[Records excerpted from a collection]
══════
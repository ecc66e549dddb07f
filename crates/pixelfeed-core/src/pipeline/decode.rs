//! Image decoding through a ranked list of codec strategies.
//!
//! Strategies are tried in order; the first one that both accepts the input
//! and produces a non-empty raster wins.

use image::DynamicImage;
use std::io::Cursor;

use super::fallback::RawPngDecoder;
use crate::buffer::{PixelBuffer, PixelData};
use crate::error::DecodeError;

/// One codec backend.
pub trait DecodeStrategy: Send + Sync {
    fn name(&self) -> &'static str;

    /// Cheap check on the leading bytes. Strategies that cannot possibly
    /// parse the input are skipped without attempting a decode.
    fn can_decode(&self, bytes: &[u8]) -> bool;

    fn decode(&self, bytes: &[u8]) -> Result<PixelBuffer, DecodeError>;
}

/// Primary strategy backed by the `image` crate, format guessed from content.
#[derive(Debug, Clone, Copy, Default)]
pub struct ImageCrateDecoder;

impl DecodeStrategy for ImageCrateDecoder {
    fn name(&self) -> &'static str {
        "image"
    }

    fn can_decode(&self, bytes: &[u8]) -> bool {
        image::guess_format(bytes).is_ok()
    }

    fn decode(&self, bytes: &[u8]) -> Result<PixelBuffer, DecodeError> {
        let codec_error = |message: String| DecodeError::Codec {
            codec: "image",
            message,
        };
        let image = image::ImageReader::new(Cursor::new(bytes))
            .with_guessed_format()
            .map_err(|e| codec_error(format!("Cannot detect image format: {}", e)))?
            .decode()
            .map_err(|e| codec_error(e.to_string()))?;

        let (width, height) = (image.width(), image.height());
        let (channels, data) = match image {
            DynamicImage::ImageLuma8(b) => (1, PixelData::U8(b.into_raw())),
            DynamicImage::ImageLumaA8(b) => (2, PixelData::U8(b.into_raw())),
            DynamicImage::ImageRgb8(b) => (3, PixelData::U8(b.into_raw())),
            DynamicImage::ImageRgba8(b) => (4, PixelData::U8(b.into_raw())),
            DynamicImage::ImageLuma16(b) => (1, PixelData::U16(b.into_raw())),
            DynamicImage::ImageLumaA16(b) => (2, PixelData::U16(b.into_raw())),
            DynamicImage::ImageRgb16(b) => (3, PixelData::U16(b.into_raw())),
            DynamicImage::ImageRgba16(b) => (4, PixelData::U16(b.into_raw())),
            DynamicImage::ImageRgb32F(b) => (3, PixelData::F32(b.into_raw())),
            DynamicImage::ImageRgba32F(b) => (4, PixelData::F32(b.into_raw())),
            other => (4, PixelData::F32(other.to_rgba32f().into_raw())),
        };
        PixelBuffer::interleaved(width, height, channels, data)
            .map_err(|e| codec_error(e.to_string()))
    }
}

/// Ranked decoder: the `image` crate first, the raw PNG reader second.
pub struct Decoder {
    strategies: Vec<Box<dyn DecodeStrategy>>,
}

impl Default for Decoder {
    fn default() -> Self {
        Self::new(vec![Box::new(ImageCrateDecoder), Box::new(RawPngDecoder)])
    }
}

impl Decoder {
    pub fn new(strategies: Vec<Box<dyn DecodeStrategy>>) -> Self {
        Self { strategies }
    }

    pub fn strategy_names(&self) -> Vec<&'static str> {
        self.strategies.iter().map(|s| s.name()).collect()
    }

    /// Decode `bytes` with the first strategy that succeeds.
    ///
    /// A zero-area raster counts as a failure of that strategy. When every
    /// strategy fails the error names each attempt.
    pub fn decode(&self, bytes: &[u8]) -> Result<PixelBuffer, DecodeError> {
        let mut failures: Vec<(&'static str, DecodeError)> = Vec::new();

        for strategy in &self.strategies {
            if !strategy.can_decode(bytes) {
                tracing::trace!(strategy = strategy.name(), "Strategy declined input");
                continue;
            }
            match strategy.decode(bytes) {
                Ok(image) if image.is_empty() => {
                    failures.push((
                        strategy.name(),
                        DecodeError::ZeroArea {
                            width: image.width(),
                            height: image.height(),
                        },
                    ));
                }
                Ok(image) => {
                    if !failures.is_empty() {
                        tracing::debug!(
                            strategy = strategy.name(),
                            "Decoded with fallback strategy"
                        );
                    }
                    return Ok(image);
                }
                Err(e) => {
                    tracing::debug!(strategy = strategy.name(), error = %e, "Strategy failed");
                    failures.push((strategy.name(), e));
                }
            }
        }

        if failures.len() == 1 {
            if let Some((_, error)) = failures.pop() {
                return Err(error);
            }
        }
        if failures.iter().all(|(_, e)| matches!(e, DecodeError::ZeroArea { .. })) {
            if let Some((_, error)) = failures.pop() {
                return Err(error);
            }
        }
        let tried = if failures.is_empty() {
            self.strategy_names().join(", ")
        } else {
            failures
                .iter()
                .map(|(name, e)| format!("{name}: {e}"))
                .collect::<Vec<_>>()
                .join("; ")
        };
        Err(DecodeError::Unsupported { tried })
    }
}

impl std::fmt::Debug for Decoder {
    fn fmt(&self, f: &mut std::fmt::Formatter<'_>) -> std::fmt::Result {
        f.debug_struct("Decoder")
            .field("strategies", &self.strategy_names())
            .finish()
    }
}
══════
### EXERCISE BRIEF
Every line above that carries the string "tried" should be copied.

### WORKED SOLUTION
//! Strategies are tried in order; the first one that both accepts the input
        let tried = if failures.is_empty() {
        Err(DecodeError::Unsupported { tried })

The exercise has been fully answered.